## Activity
Quote the whole listing word for word, please.
= = = = =
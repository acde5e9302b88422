//! Per-address request throttling for the whole application.
//!
//! Requests are keyed on the peer IP address. Rejected requests receive `429`
//! with the standard error payload and never reach the wrapped service.

use std::net::IpAddr;
use std::sync::Arc;
use std::task::{Context, Poll};

use actix_web::body::EitherBody;
use actix_web::dev::{Service, ServiceRequest, ServiceResponse, Transform};
use futures_util::future::{LocalBoxFuture, Ready, ready};

use crate::domain::RateLimiter;

/// Key used when the peer address is unknown, as in some test harnesses.
const UNKNOWN_ADDRESS: &str = "unknown";

fn client_key(req: &ServiceRequest) -> String {
    req.peer_addr()
        .map(|addr| addr.ip())
        .map_or_else(|| UNKNOWN_ADDRESS.to_owned(), |ip: IpAddr| ip.to_string())
}

/// Throttle requests through a shared [`RateLimiter`].
///
/// # Examples
/// ```
/// use std::sync::Arc;
/// use actix_web::App;
/// use logistics_api::domain::{RateLimitPolicy, RateLimiter};
/// use logistics_api::middleware::RateLimit;
/// use mockable::DefaultClock;
///
/// let policy = RateLimitPolicy::new(20, 10.0).expect("valid policy");
/// let limiter = Arc::new(RateLimiter::new(policy, Arc::new(DefaultClock)));
/// let app = App::new().wrap(RateLimit::new(limiter));
/// ```
#[derive(Clone)]
pub struct RateLimit {
    limiter: Arc<RateLimiter>,
}

impl RateLimit {
    pub fn new(limiter: Arc<RateLimiter>) -> Self {
        Self { limiter }
    }
}

impl<S, B> Transform<S, ServiceRequest> for RateLimit
where
    S: Service<ServiceRequest, Response = ServiceResponse<B>, Error = actix_web::Error> + 'static,
    S::Future: 'static,
    B: 'static,
{
    type Response = ServiceResponse<EitherBody<B>>;
    type Error = actix_web::Error;
    type InitError = ();
    type Transform = RateLimitMiddleware<S>;
    type Future = Ready<Result<Self::Transform, Self::InitError>>;

    fn new_transform(&self, service: S) -> Self::Future {
        ready(Ok(RateLimitMiddleware {
            service,
            limiter: Arc::clone(&self.limiter),
        }))
    }
}

/// Service wrapper produced by [`RateLimit`].
pub struct RateLimitMiddleware<S> {
    service: S,
    limiter: Arc<RateLimiter>,
}

impl<S, B> Service<ServiceRequest> for RateLimitMiddleware<S>
where
    S: Service<ServiceRequest, Response = ServiceResponse<B>, Error = actix_web::Error> + 'static,
    S::Future: 'static,
    B: 'static,
{
    type Response = ServiceResponse<EitherBody<B>>;
    type Error = actix_web::Error;
    type Future = LocalBoxFuture<'static, Result<Self::Response, Self::Error>>;

    fn poll_ready(&self, cx: &mut Context<'_>) -> Poll<Result<(), Self::Error>> {
        self.service.poll_ready(cx)
    }

    fn call(&self, req: ServiceRequest) -> Self::Future {
        match self.limiter.allow(&client_key(&req)) {
            Ok(()) => {
                let fut = self.service.call(req);
                Box::pin(async move { fut.await.map(ServiceResponse::map_into_left_body) })
            }
            Err(err) => {
                let response = req.error_response(err).map_into_right_body();
                Box::pin(async move { Ok(response) })
            }
        }
    }
}
//! Logistics order API: identities, orders and their delivery lifecycle.
//!
//! The crate follows a hexagonal layout. [`domain`] owns the model, the use
//! cases and the ports; [`inbound`] exposes them over HTTP; [`outbound`]
//! implements the driven ports against PostgreSQL, in-memory maps, JWT,
//! Argon2 and a haversine distance model.

pub mod doc;
pub mod domain;
pub mod inbound;
pub mod middleware;
pub mod outbound;
pub mod settings;
#[cfg(test)]
mod test_support;

/// Public OpenAPI surface used by Swagger UI and tooling.
pub use doc::ApiDoc;
pub use domain::TraceId;
pub use middleware::{CorsPolicy, RateLimit, Trace};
= = = = =
## Final answer
repository acde5e9302b88422
//! Per-address request throttling for the whole application.
//!
//! Requests are keyed on the peer IP address. Rejected requests receive `429`
//! with the standard error payload and never reach the wrapped service.

use std::net::IpAddr;
use std::sync::Arc;
use std::task::{Context, Poll};

use actix_web::body::EitherBody;
use actix_web::dev::{Service, ServiceRequest, ServiceResponse, Transform};
use futures_util::future::{LocalBoxFuture, Ready, ready};

use crate::domain::RateLimiter;

/// Key used when the peer address is unknown, as in some test harnesses.
const UNKNOWN_ADDRESS: &str = "unknown";

fn client_key(req: &ServiceRequest) -> String {
    req.peer_addr()
        .map(|addr| addr.ip())
        .map_or_else(|| UNKNOWN_ADDRESS.to_owned(), |ip: IpAddr| ip.to_string())
}

/// Throttle requests through a shared [`RateLimiter`].
///
/// # Examples
/// ```
/// use std::sync::Arc;
/// use actix_web::App;
/// use logistics_api::domain::{RateLimitPolicy, RateLimiter};
/// use logistics_api::middleware::RateLimit;
/// use mockable::DefaultClock;
///
/// let policy = RateLimitPolicy::new(20, 10.0).expect("valid policy");
/// let limiter = Arc::new(RateLimiter::new(policy, Arc::new(DefaultClock)));
/// let app = App::new().wrap(RateLimit::new(limiter));
/// ```
#[derive(Clone)]
pub struct RateLimit {
    limiter: Arc<RateLimiter>,
}

impl RateLimit {
    pub fn new(limiter: Arc<RateLimiter>) -> Self {
        Self { limiter }
    }
}

impl<S, B> Transform<S, ServiceRequest> for RateLimit
where
    S: Service<ServiceRequest, Response = ServiceResponse<B>, Error = actix_web::Error> + 'static,
    S::Future: 'static,
    B: 'static,
{
    type Response = ServiceResponse<EitherBody<B>>;
    type Error = actix_web::Error;
    type InitError = ();
    type Transform = RateLimitMiddleware<S>;
    type Future = Ready<Result<Self::Transform, Self::InitError>>;

    fn new_transform(&self, service: S) -> Self::Future {
        ready(Ok(RateLimitMiddleware {
            service,
            limiter: Arc::clone(&self.limiter),
        }))
    }
}

/// Service wrapper produced by [`RateLimit`].
pub struct RateLimitMiddleware<S> {
    service: S,
    limiter: Arc<RateLimiter>,
}

impl<S, B> Service<ServiceRequest> for RateLimitMiddleware<S>
where
    S: Service<ServiceRequest, Response = ServiceResponse<B>, Error = actix_web::Error> + 'static,
    S::Future: 'static,
    B: 'static,
{
    type Response = ServiceResponse<EitherBody<B>>;
    type Error = actix_web::Error;
    type Future = LocalBoxFuture<'static, Result<Self::Response, Self::Error>>;

    fn poll_ready(&self, cx: &mut Context<'_>) -> Poll<Result<(), Self::Error>> {
        self.service.poll_ready(cx)
    }

    fn call(&self, req: ServiceRequest) -> Self::Future {
        match self.limiter.allow(&client_key(&req)) {
            Ok(()) => {
                let fut = self.service.call(req);
                Box::pin(async move { fut.await.map(ServiceResponse::map_into_left_body) })
            }
            Err(err) => {
                let response = req.error_response(err).map_into_right_body();
                Box::pin(async move { Ok(response) })
            }
        }
    }
}
//! Logistics order API: identities, orders and their delivery lifecycle.
//!
//! The crate follows a hexagonal layout. [`domain`] owns the model, the use
//! cases and the ports; [`inbound`] exposes them over HTTP; [`outbound`]
//! implements the driven ports against PostgreSQL, in-memory maps, JWT,
//! Argon2 and a haversine distance model.

pub mod doc;
pub mod domain;
pub mod inbound;
pub mod middleware;
pub mod outbound;
pub mod settings;
#[cfg(test)]
mod test_support;

/// Public OpenAPI surface used by Swagger UI and tooling.
pub use doc::ApiDoc;
pub use domain::TraceId;
pub use middleware::{CorsPolicy, RateLimit, Trace};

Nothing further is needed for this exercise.